- Goal of the exercise: From the first line to the last, write out the records below exactly as they appear.

((

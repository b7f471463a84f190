//! Bridge command handlers.

use ovskit_core::{Command as CoreCommand, CoreError, Switch};
use serde::Serialize;
use tabled::Tabled;

use crate::cli::{BridgeArgs, BridgeCommand, GlobalOpts};
use crate::error::CliError;
use crate::output;

#[derive(Tabled, Serialize)]
struct PortRow {
    #[tabled(rename = "Port")]
    name: String,
    #[tabled(rename = "Tag")]
    tag: String,
}

pub async fn handle(switch: &Switch, args: BridgeArgs, global: &GlobalOpts) -> Result<(), CliError> {
    match args.command {
        BridgeCommand::Add { name } => {
            switch
                .execute(CoreCommand::CreateBridge { name: name.clone() })
                .await?;
            output::done(&format!("Bridge {name} ready"), global.quiet);
        }
        BridgeCommand::Del { name } => {
            switch
                .execute(CoreCommand::DeleteBridge { name: name.clone() })
                .await?;
            output::done(&format!("Bridge {name} deleted"), global.quiet);
        }
        BridgeCommand::SetController { name, target } => {
            switch
                .execute(CoreCommand::SetBridgeController {
                    bridge: name.clone(),
                    target: target.clone(),
                })
                .await?;
            output::done(&format!("Bridge {name} now uses controller {target}"), global.quiet);
        }
        BridgeCommand::Exists { name } => {
            let exists = switch.bridge_exists(&name)?;
            output::print_output(&output::render_value(global.output, &exists)?, global.quiet);
        }
        BridgeCommand::Ports { name } => {
            let rows = port_rows(switch.find_all_ports_on_bridge(&name)?, |port| {
                switch.port_tag(port)
            })?;
            let out = output::render_list(global.output, &rows, |r| r.name.clone())?;
            output::print_output(&out, global.quiet);
        }
    }
    Ok(())
}

/// One table row per port, with its VLAN tag. A failed tag lookup fails
/// the listing.
fn port_rows<F>(ports: Vec<String>, tag_of: F) -> Result<Vec<PortRow>, CoreError>
where
    F: Fn(&str) -> Result<Option<u16>, CoreError>,
{
    ports
        .into_iter()
        .map(|port| {
            let tag = tag_of(&port)?;
            Ok(PortRow {
                tag: tag.map(|t| t.to_string()).unwrap_or_default(),
                name: port,
            })
        })
        .collect()
}
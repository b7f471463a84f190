//! CLI error types with miette diagnostics.
//!
//! Maps `CoreError` and `ConfigError` into user-facing errors with
//! actionable help text and stable exit codes.

use miette::Diagnostic;
use thiserror::Error;

use ovskit_config::ConfigError;
use ovskit_core::CoreError;

pub mod exit_code {
    pub const GENERAL: i32 = 1;
    pub const USAGE: i32 = 2;
    pub const NOT_FOUND: i32 = 4;
    pub const CONFLICT: i32 = 6;
    pub const CONNECTION: i32 = 7;
    pub const TIMEOUT: i32 = 8;
}

#[derive(Debug, Error, Diagnostic)]
pub enum CliError {
    // ── Connection ───────────────────────────────────────────────────
    #[error("Could not connect to the switch database at {endpoint}")]
    #[diagnostic(
        code(ovskit::connection_failed),
        help(
            "Check that ovsdb-server is running and reachable.\n\
             Reason: {reason}\n\
             Try: ovskit --transport tcp --endpoint 127.0.0.1:6640 bridge exists br0"
        )
    )]
    ConnectionFailed { endpoint: String, reason: String },

    #[error("Request timed out after {millis}ms")]
    #[diagnostic(
        code(ovskit::timeout),
        help("Increase the timeout with --timeout or check the server's load.")
    )]
    Timeout { millis: u64 },

    // ── Resources ────────────────────────────────────────────────────
    #[error("{resource_type} '{identifier}' not found")]
    #[diagnostic(
        code(ovskit::not_found),
        help("Run: ovskit {list_command}")
    )]
    NotFound {
        resource_type: String,
        identifier: String,
        list_command: String,
    },

    #[error("{message}")]
    #[diagnostic(code(ovskit::conflict))]
    Conflict { message: String },

    // ── Database ─────────────────────────────────────────────────────
    #[error("Transaction '{action}' failed")]
    #[diagnostic(code(ovskit::transaction_failed), help("{message}"))]
    Transaction { action: String, message: String },

    #[error("Database error: {message}")]
    #[diagnostic(code(ovskit::database))]
    Database { message: String },

    // ── Validation ───────────────────────────────────────────────────
    #[error("Invalid value for {field}: {reason}")]
    #[diagnostic(code(ovskit::validation))]
    Validation { field: String, reason: String },

    // ── Configuration ────────────────────────────────────────────────
    #[error("Profile '{name}' not found in configuration")]
    #[diagnostic(
        code(ovskit::profile_not_found),
        help("Define it under [profiles.{name}] in {path}")
    )]
    ProfileNotFound { name: String, path: String },

    #[error(transparent)]
    #[diagnostic(code(ovskit::config))]
    Config(Box<ConfigError>),

    // ── IO / Serialization ───────────────────────────────────────────
    #[error(transparent)]
    Io(#[from] std::io::Error),

    #[error("Cannot render output: {0}")]
    #[diagnostic(code(ovskit::json))]
    Json(#[from] serde_json::Error),
}

impl CliError {
    /// Map this error to an exit code for process termination.
    pub fn exit_code(&self) -> i32 {
        match self {
            Self::ConnectionFailed { .. } => exit_code::CONNECTION,
            Self::Timeout { .. } => exit_code::TIMEOUT,
            Self::NotFound { .. } | Self::ProfileNotFound { .. } => exit_code::NOT_FOUND,
            Self::Conflict { .. } => exit_code::CONFLICT,
            Self::Validation { .. } => exit_code::USAGE,
            _ => exit_code::GENERAL,
        }
    }
}

// ── CoreError → CliError mapping ─────────────────────────────────────

impl From<CoreError> for CliError {
    fn from(err: CoreError) -> Self {
        match err {
            CoreError::ConnectionFailed { endpoint, reason } => {
                CliError::ConnectionFailed { endpoint, reason }
            }
            CoreError::Disconnected => CliError::ConnectionFailed {
                endpoint: "(current connection)".into(),
                reason: "the connection was closed".into(),
            },
            CoreError::Timeout { timeout_ms } => CliError::Timeout { millis: timeout_ms },
            err @ CoreError::TransactionDisconnected { .. } => CliError::ConnectionFailed {
                endpoint: "(current connection)".into(),
                reason: err.to_string(),
            },
            CoreError::TransactionTimeout { timeout_ms, .. } => {
                CliError::Timeout { millis: timeout_ms }
            }

            CoreError::BridgeNotFound { name } => CliError::NotFound {
                resource_type: "bridge".into(),
                identifier: name,
                list_command: "bridge exists <name>".into(),
            },
            CoreError::PortNotFound { name } => CliError::NotFound {
                resource_type: "port".into(),
                identifier: name,
                list_command: "bridge ports <bridge>".into(),
            },

            err @ (CoreError::PortConflict { .. } | CoreError::LastInterface { .. }) => {
                CliError::Conflict {
                    message: err.to_string(),
                }
            }

            CoreError::InvalidVlanTag { tag } => CliError::Validation {
                field: "tag".into(),
                reason: format!("{tag} is outside 0..=4095"),
            },
            CoreError::InvalidInput { message } => CliError::Validation {
                field: "argument".into(),
                reason: message,
            },
            CoreError::Config { message } => CliError::Validation {
                field: "endpoint".into(),
                reason: message,
            },

            CoreError::TransactionFailed { action, message } => CliError::Transaction {
                action: action.into(),
                message,
            },
            err @ (CoreError::Decode { .. } | CoreError::Api { .. }) => CliError::Database {
                message: err.to_string(),
            },
        }
    }
}

impl From<ConfigError> for CliError {
    fn from(err: ConfigError) -> Self {
        match err {
            ConfigError::UnknownProfile { name } => CliError::ProfileNotFound {
                name,
                path: ovskit_config::config_path().display().to_string(),
            },
            ConfigError::Validation { field, reason } => CliError::Validation { field, reason },
            other => CliError::Config(Box::new(other)),
        }
    }
}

))

- Written solution:
repository b7f471463a84f190
//! Bridge command handlers.

use ovskit_core::{Command as CoreCommand, CoreError, Switch};
use serde::Serialize;
use tabled::Tabled;

use crate::cli::{BridgeArgs, BridgeCommand, GlobalOpts};
use crate::error::CliError;
use crate::output;

#[derive(Tabled, Serialize)]
struct PortRow {
    #[tabled(rename = "Port")]
    name: String,
    #[tabled(rename = "Tag")]
    tag: String,
}

pub async fn handle(switch: &Switch, args: BridgeArgs, global: &GlobalOpts) -> Result<(), CliError> {
    match args.command {
        BridgeCommand::Add { name } => {
            switch
                .execute(CoreCommand::CreateBridge { name: name.clone() })
                .await?;
            output::done(&format!("Bridge {name} ready"), global.quiet);
        }
        BridgeCommand::Del { name } => {
            switch
                .execute(CoreCommand::DeleteBridge { name: name.clone() })
                .await?;
            output::done(&format!("Bridge {name} deleted"), global.quiet);
        }
        BridgeCommand::SetController { name, target } => {
            switch
                .execute(CoreCommand::SetBridgeController {
                    bridge: name.clone(),
                    target: target.clone(),
                })
                .await?;
            output::done(&format!("Bridge {name} now uses controller {target}"), global.quiet);
        }
        BridgeCommand::Exists { name } => {
            let exists = switch.bridge_exists(&name)?;
            output::print_output(&output::render_value(global.output, &exists)?, global.quiet);
        }
        BridgeCommand::Ports { name } => {
            let rows = port_rows(switch.find_all_ports_on_bridge(&name)?, |port| {
                switch.port_tag(port)
            })?;
            let out = output::render_list(global.output, &rows, |r| r.name.clone())?;
            output::print_output(&out, global.quiet);
        }
    }
    Ok(())
}

/// One table row per port, with its VLAN tag. A failed tag lookup fails
/// the listing.
fn port_rows<F>(ports: Vec<String>, tag_of: F) -> Result<Vec<PortRow>, CoreError>
where
    F: Fn(&str) -> Result<Option<u16>, CoreError>,
{
    ports
        .into_iter()
        .map(|port| {
            let tag = tag_of(&port)?;
            Ok(PortRow {
                tag: tag.map(|t| t.to_string()).unwrap_or_default(),
                name: port,
            })
        })
        .collect()
}
repository b7f471463a84f190
//! CLI error types with miette diagnostics.
//!
//! Maps `CoreError` and `ConfigError` into user-facing errors with
//! actionable help text and stable exit codes.

use miette::Diagnostic;
use thiserror::Error;

use ovskit_config::ConfigError;
use ovskit_core::CoreError;

pub mod exit_code {
    pub const GENERAL: i32 = 1;
    pub const USAGE: i32 = 2;
    pub const NOT_FOUND: i32 = 4;
    pub const CONFLICT: i32 = 6;
    pub const CONNECTION: i32 = 7;
    pub const TIMEOUT: i32 = 8;
}

#[derive(Debug, Error, Diagnostic)]
pub enum CliError {
    // ── Connection ───────────────────────────────────────────────────
    #[error("Could not connect to the switch database at {endpoint}")]
    #[diagnostic(
        code(ovskit::connection_failed),
        help(
            "Check that ovsdb-server is running and reachable.\n\
             Reason: {reason}\n\
             Try: ovskit --transport tcp --endpoint 127.0.0.1:6640 bridge exists br0"
        )
    )]
    ConnectionFailed { endpoint: String, reason: String },

    #[error("Request timed out after {millis}ms")]
    #[diagnostic(
        code(ovskit::timeout),
        help("Increase the timeout with --timeout or check the server's load.")
    )]
    Timeout { millis: u64 },

    // ── Resources ────────────────────────────────────────────────────
    #[error("{resource_type} '{identifier}' not found")]
    #[diagnostic(
        code(ovskit::not_found),
        help("Run: ovskit {list_command}")
    )]
    NotFound {
        resource_type: String,
        identifier: String,
        list_command: String,
    },

    #[error("{message}")]
    #[diagnostic(code(ovskit::conflict))]
    Conflict { message: String },

    // ── Database ─────────────────────────────────────────────────────
    #[error("Transaction '{action}' failed")]
    #[diagnostic(code(ovskit::transaction_failed), help("{message}"))]
    Transaction { action: String, message: String },

    #[error("Database error: {message}")]
    #[diagnostic(code(ovskit::database))]
    Database { message: String },

    // ── Validation ───────────────────────────────────────────────────
    #[error("Invalid value for {field}: {reason}")]
    #[diagnostic(code(ovskit::validation))]
    Validation { field: String, reason: String },

    // ── Configuration ────────────────────────────────────────────────
    #[error("Profile '{name}' not found in configuration")]
    #[diagnostic(
        code(ovskit::profile_not_found),
        help("Define it under [profiles.{name}] in {path}")
    )]
    ProfileNotFound { name: String, path: String },

    #[error(transparent)]
    #[diagnostic(code(ovskit::config))]
    Config(Box<ConfigError>),

    // ── IO / Serialization ───────────────────────────────────────────
    #[error(transparent)]
    Io(#[from] std::io::Error),

    #[error("Cannot render output: {0}")]
    #[diagnostic(code(ovskit::json))]
    Json(#[from] serde_json::Error),
}

impl CliError {
    /// Map this error to an exit code for process termination.
    pub fn exit_code(&self) -> i32 {
        match self {
            Self::ConnectionFailed { .. } => exit_code::CONNECTION,
            Self::Timeout { .. } => exit_code::TIMEOUT,
            Self::NotFound { .. } | Self::ProfileNotFound { .. } => exit_code::NOT_FOUND,
            Self::Conflict { .. } => exit_code::CONFLICT,
            Self::Validation { .. } => exit_code::USAGE,
            _ => exit_code::GENERAL,
        }
    }
}

// ── CoreError → CliError mapping ─────────────────────────────────────

impl From<CoreError> for CliError {
    fn from(err: CoreError) -> Self {
        match err {
            CoreError::ConnectionFailed { endpoint, reason } => {
                CliError::ConnectionFailed { endpoint, reason }
            }
            CoreError::Disconnected => CliError::ConnectionFailed {
                endpoint: "(current connection)".into(),
                reason: "the connection was closed".into(),
            },
            CoreError::Timeout { timeout_ms } => CliError::Timeout { millis: timeout_ms },
            err @ CoreError::TransactionDisconnected { .. } => CliError::ConnectionFailed {
                endpoint: "(current connection)".into(),
                reason: err.to_string(),
            },
            CoreError::TransactionTimeout { timeout_ms, .. } => {
                CliError::Timeout { millis: timeout_ms }
            }

            CoreError::BridgeNotFound { name } => CliError::NotFound {
                resource_type: "bridge".into(),
                identifier: name,
                list_command: "bridge exists <name>".into(),
            },
            CoreError::PortNotFound { name } => CliError::NotFound {
                resource_type: "port".into(),
                identifier: name,
                list_command: "bridge ports <bridge>".into(),
            },

            err @ (CoreError::PortConflict { .. } | CoreError::LastInterface { .. }) => {
                CliError::Conflict {
                    message: err.to_string(),
                }
            }

            CoreError::InvalidVlanTag { tag } => CliError::Validation {
                field: "tag".into(),
                reason: format!("{tag} is outside 0..=4095"),
            },
            CoreError::InvalidInput { message } => CliError::Validation {
                field: "argument".into(),
                reason: message,
            },
            CoreError::Config { message } => CliError::Validation {
                field: "endpoint".into(),
                reason: message,
            },

            CoreError::TransactionFailed { action, message } => CliError::Transaction {
                action: action.into(),
                message,
            },
            err @ (CoreError::Decode { .. } | CoreError::Api { .. }) => CliError::Database {
                message: err.to_string(),
            },
        }
    }
}

impl From<ConfigError> for CliError {
    fn from(err: ConfigError) -> Self {
        match err {
            ConfigError::UnknownProfile { name } => CliError::ProfileNotFound {
                name,
                path: ovskit_config::config_path().display().to_string(),
            },
            ConfigError::Validation { field, reason } => CliError::Validation { field, reason },
            other => CliError::Config(Box::new(other)),
        }
    }
}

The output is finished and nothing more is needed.